Kainat kitabını oku …der Kur’an .Ruhban olma…eksik ilimli olma…
Kur’an deveyi oku der…
İşte ayet…:”Peki onlar devenin nasıl yaratıldığına, göğün nasıl yükseltildiğine, dağların nasıl dikildiğine, yeryüzünün nasıl yayıldığına bakmazlar mı?(Gaşiye/17) bu ayet bir görev veriyor bize…Esma sudur ediyor…dememizi ister bu ayet bizden….Esmanın suduru ile toprak anne oluyor…Rahman sıfatıdır toprağı anne yapan…o toprak besler ama savaşlar da yaşanır o toprak üzerinde…Hakkedersek…yani Kahrı sudur eder Allahın yani su akan çeşmeden kan akar…su akan derelerden kan akar…
Allahın devesi denilmiş Salih peygamberin devesine…
Salih peygamberin kavmi deve ile geçinirdi…Kamuya ait develer vardı yani vakıf develer… fakirlerin geçimi için vakfedilmiş develer…Bu develere devlet sahib çıkardı…ama zenginler bu develere katkıda bulunmadılar…Hayır için çeşme yapılır …deve beslenir…hayır işlerine katkı devletin ve zenginlerin görevidir…acizlerin elinden yetimlerin elinden tutulmalıdır…
Dişi deve yani çoğalan deve…zenginlerin de bağışlarıyla semut kavminin bu vakıf develerinin sayısı arttığı için dişi deve denilmiş Kur’anda…İşte ayet…:”Biz onlara, kendilerini imtihan etmek için dişi deveyi göndereceğiz.
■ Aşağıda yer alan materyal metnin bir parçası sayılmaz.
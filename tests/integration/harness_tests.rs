//! Test mode: potentiometer menu and the self-test step machines.

use orion::app::events::{AppEvent, LockSource};
use orion::error::HardwareReadInvalid;
use orion::harness::{HarnessState, MenuItem, TestRun};
use orion::mode::{InputEvent, OperatingMode};
use orion::pins;
use orion::sensors::GpsFix;

use crate::mock_hw::Rig;

fn test_mode() -> Rig {
    let mut rig = Rig::new();
    rig.enter(OperatingMode::Test).unwrap();
    rig
}

fn harness_state(rig: &Rig) -> HarnessState {
    rig.ctl.harness().unwrap().state()
}

/// Park the pot and let the filter settle.
fn select(rig: &mut Rig, raw: u16, expected: MenuItem) {
    rig.hw.adc.insert(pins::POT_ADC_GPIO, raw);
    rig.run_for(1_000, 10);
    assert_eq!(rig.ctl.harness().unwrap().selected(), expected);
}

#[test]
fn entry_draws_menu_on_first_item() {
    let rig = test_mode();
    assert_eq!(rig.ctl.active_mode(), Some(OperatingMode::Test));
    assert_eq!(rig.hw.adc_config.get(&pins::POT_ADC_GPIO), Some(&12));
    assert_eq!(rig.hw.shown_line(0), "-> Test Relays");
    assert_eq!(rig.hw.shown_line(5), "   Back");
    assert!(!rig.hw.gps_open);
    assert!(rig.hw.servos.iter().all(|s| !s.attached));
}

#[test]
fn pot_moves_the_cursor() {
    let mut rig = test_mode();
    select(&mut rig, 1_700, MenuItem::Climate);
    assert_eq!(rig.hw.shown_line(2), "-> Test DHT");
    select(&mut rig, 4_095, MenuItem::Back);
    assert_eq!(rig.hw.shown_line(5), "-> Back");
}

#[test]
fn relay_sweep_runs_each_relay_in_order() {
    let mut rig = test_mode();
    rig.input(InputEvent::Confirm).unwrap();
    assert!(rig.hw.relay_level(1));

    rig.run_for(2_800, 10);
    assert!(matches!(harness_state(&rig), HarnessState::Running(TestRun::Finished { .. })));
    assert_eq!(rig.hw.shown_line(6), "Done.");

    let relay_writes: Vec<_> = rig
        .hw
        .writes
        .iter()
        .filter(|(p, _)| pins::RELAY_GPIOS.contains(p))
        .copied()
        .collect();
    let expected: Vec<_> = pins::RELAY_GPIOS.iter().flat_map(|p| [(*p, true), (*p, false)]).collect();
    assert_eq!(relay_writes, expected);

    rig.run_for(1_000, 10);
    assert_eq!(harness_state(&rig), HarnessState::Menu);
    assert_eq!(rig.hw.shown_line(0), "-> Test Relays");
}

#[test]
fn lock_test_counts_down_and_timer_closes() {
    let mut rig = test_mode();
    select(&mut rig, 1_000, MenuItem::Lock);
    rig.input(InputEvent::Confirm).unwrap();
    assert!(rig.hw.lock_level());
    assert_eq!(rig.hw.shown_line(3), "3");
    assert!(rig.sink.contains(&AppEvent::LockChanged { open: true, source: LockSource::SelfTest }));

    rig.run_for(1_000, 10);
    assert_eq!(rig.hw.shown_line(3), "2");
    rig.run_for(1_000, 10);
    assert_eq!(rig.hw.shown_line(3), "1");
    rig.run_for(1_100, 10);

    assert!(!rig.hw.lock_level());
    assert_eq!(rig.hw.shown_line(4), "Closed.");
    assert!(rig.sink.contains(&AppEvent::LockChanged { open: false, source: LockSource::SafetyTimer }));
    assert_eq!(rig.hw.history(pins::LOCK_GPIO), [true, false]);
}

#[test]
fn climate_test_shows_result_until_confirm() {
    let mut rig = test_mode();
    select(&mut rig, 1_700, MenuItem::Climate);
    rig.input(InputEvent::Confirm).unwrap();
    assert_eq!(rig.hw.shown_line(1), "Reading...");
    let reads = rig.hw.climate_reads;

    rig.run_for(1_000, 10);
    assert_eq!(rig.hw.climate_reads, reads + 1);
    assert_eq!(rig.hw.shown_line(2), "Temp: 22 C");
    assert_eq!(rig.hw.shown_line(3), "Hum:  41 %");
    assert_eq!(harness_state(&rig), HarnessState::Running(TestRun::ClimateResult));

    // Stays up until the operator confirms.
    rig.run_for(5_000, 100);
    assert_eq!(harness_state(&rig), HarnessState::Running(TestRun::ClimateResult));
    rig.input(InputEvent::Confirm).unwrap();
    assert_eq!(rig.hw.shown_line(6), "Done.");
    rig.run_for(1_000, 10);
    assert_eq!(harness_state(&rig), HarnessState::Menu);
}

#[test]
fn climate_test_reports_sensor_error() {
    let mut rig = test_mode();
    rig.hw.climate = Err(HardwareReadInvalid::ClimateStatus(253));
    select(&mut rig, 1_700, MenuItem::Climate);
    rig.input(InputEvent::Confirm).unwrap();
    rig.run_for(1_000, 10);
    assert_eq!(rig.hw.shown_line(2), "Sensor error!");
    assert_eq!(rig.hw.shown_line(3), "climate status 253");
}

#[test]
fn gps_test_opens_feed_and_closes_on_confirm() {
    let mut rig = test_mode();
    select(&mut rig, 2_400, MenuItem::Gps);
    rig.input(InputEvent::Confirm).unwrap();
    assert!(rig.hw.gps_open);

    rig.tick();
    assert_eq!(rig.hw.shown_line(2), "Sats: 0");
    assert_eq!(rig.hw.shown_line(3), "Pos: no fix");

    rig.hw.gps_fix = Some(GpsFix { lat: 19.4326, lon: -99.1332, alt_m: 2240.0, satellites: 7 });
    rig.run_for(500, 10);
    assert_eq!(rig.hw.shown_line(2), "Sats: 7");
    assert_eq!(rig.hw.shown_line(3), "Lat: 19.43260");
    assert!(rig.hw.gps_pumped > 0);

    rig.input(InputEvent::Confirm).unwrap();
    assert!(!rig.hw.gps_open);
}

#[test]
fn servo_sweep_detaches_when_done() {
    let mut rig = test_mode();
    select(&mut rig, 3_000, MenuItem::Servos);
    rig.input(InputEvent::Confirm).unwrap();
    assert!(rig.hw.servos.iter().all(|s| s.attached && s.angle == Some(0)));

    rig.run_for(1_000, 10);
    assert!(rig.hw.servos.iter().all(|s| s.angle == Some(90)));
    rig.run_for(1_000, 10);
    assert!(rig.hw.servos.iter().all(|s| s.angle == Some(180)));
    rig.run_for(1_000, 10);
    assert!(rig.hw.servos.iter().all(|s| !s.attached));
}

#[test]
fn back_aborts_a_running_test() {
    let mut rig = test_mode();
    select(&mut rig, 3_000, MenuItem::Servos);
    rig.input(InputEvent::Confirm).unwrap();
    rig.input(InputEvent::Back).unwrap();
    assert_eq!(harness_state(&rig), HarnessState::Menu);
    assert!(rig.hw.servos.iter().all(|s| !s.attached));
    assert_eq!(rig.ctl.active_mode(), Some(OperatingMode::Test));
}

#[test]
fn back_during_relay_sweep_switches_every_relay_off() {
    let mut rig = test_mode();
    rig.input(InputEvent::Confirm).unwrap();
    rig.run_for(800, 10);
    assert!(rig.hw.relay_level(2));
    rig.input(InputEvent::Back).unwrap();
    assert_eq!(harness_state(&rig), HarnessState::Menu);
    assert!((1..=4).all(|n| !rig.hw.relay_level(n)));
    assert!(rig.ctl.devices().actuators.relays().iter().all(|r| !r.on));
}

#[test]
fn back_during_lock_test_closes_the_lock() {
    let mut rig = test_mode();
    select(&mut rig, 1_000, MenuItem::Lock);
    rig.input(InputEvent::Confirm).unwrap();
    rig.input(InputEvent::Back).unwrap();
    assert!(!rig.hw.lock_level());
    assert!(!rig.ctl.devices().lock_timer.is_armed());
}

#[test]
fn back_in_harness_menu_leaves_test_mode() {
    let mut rig = test_mode();
    rig.input(InputEvent::Back).unwrap();
    assert_eq!(rig.ctl.active_mode(), None);
    assert!(rig.sink.contains(&AppEvent::ModeExited(OperatingMode::Test)));
    assert!(!rig.hw.any_actuator_claimed());
}

#[test]
fn back_item_leaves_test_mode() {
    let mut rig = test_mode();
    select(&mut rig, 4_095, MenuItem::Back);
    rig.input(InputEvent::Confirm).unwrap();
    assert_eq!(rig.ctl.active_mode(), None);
}

#[test]
fn leaving_mid_test_closes_gps() {
    let mut rig = test_mode();
    select(&mut rig, 2_400, MenuItem::Gps);
    rig.input(InputEvent::Confirm).unwrap();
    rig.exit();
    assert!(!rig.hw.gps_open);
    assert_eq!(rig.ctl.active_mode(), None);
}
Onun için sen onları gözet ve sabırlı ol.”(Kamer /27)
Semud kavmi hayrat için ayrılan develeri öldürdüler yani zekatı kaldırdılar hayatlarından çıkardılar ve onları helk ettim der Allah Kur’anında…Stokçular zamcılar …Yetimin sofrasını fakirleştirenler cezasız kalmaz demiş oluyor Kur’an bize Semut kavminin kıssası ile…
Geceyle gündüz arasında ki fark güneştir…bir tek asilik yaparız dünyamız kararır…lambanın düğmesine basma oda kararır…Semud kavmi yetimin sofrasına elini uzattı yetimin sofrasını fakirleştirdi…ve helak oldu…
Ruhbanla mürşid arasında fark yok denecek derecede azdır…Ruhban zina yapmaz ama tembeldir halkının sırtından geçinir…mürşidin evi ise aş evidir…Kiliseyle caminin farkı yoktur bu ufak sandığımız kuyular var fark olarak ama bu kuyular ufak değildir büyük kuyulardır aslında düşen çıkamıyor…Ruhban içki içmez…çok çok güzel kul sanarız onları sarılırız onlara saygı duyarız ama Allah razı değil…işte ayet…:“Ey iman edenler, şurası bir gerçektir ki, Yahudi hahamları ile Hristiyan rahiplerinin bir çoğu insanların mallarını haksız yere yerler ve Allah yolundan saptırırlar. Bir de altın ve gümüşü hazineye doldurup, onları Allah yolunda sarfetmeyenleri bu yüzden acıklı bir azap ile müjdele!”(Tevbe /34)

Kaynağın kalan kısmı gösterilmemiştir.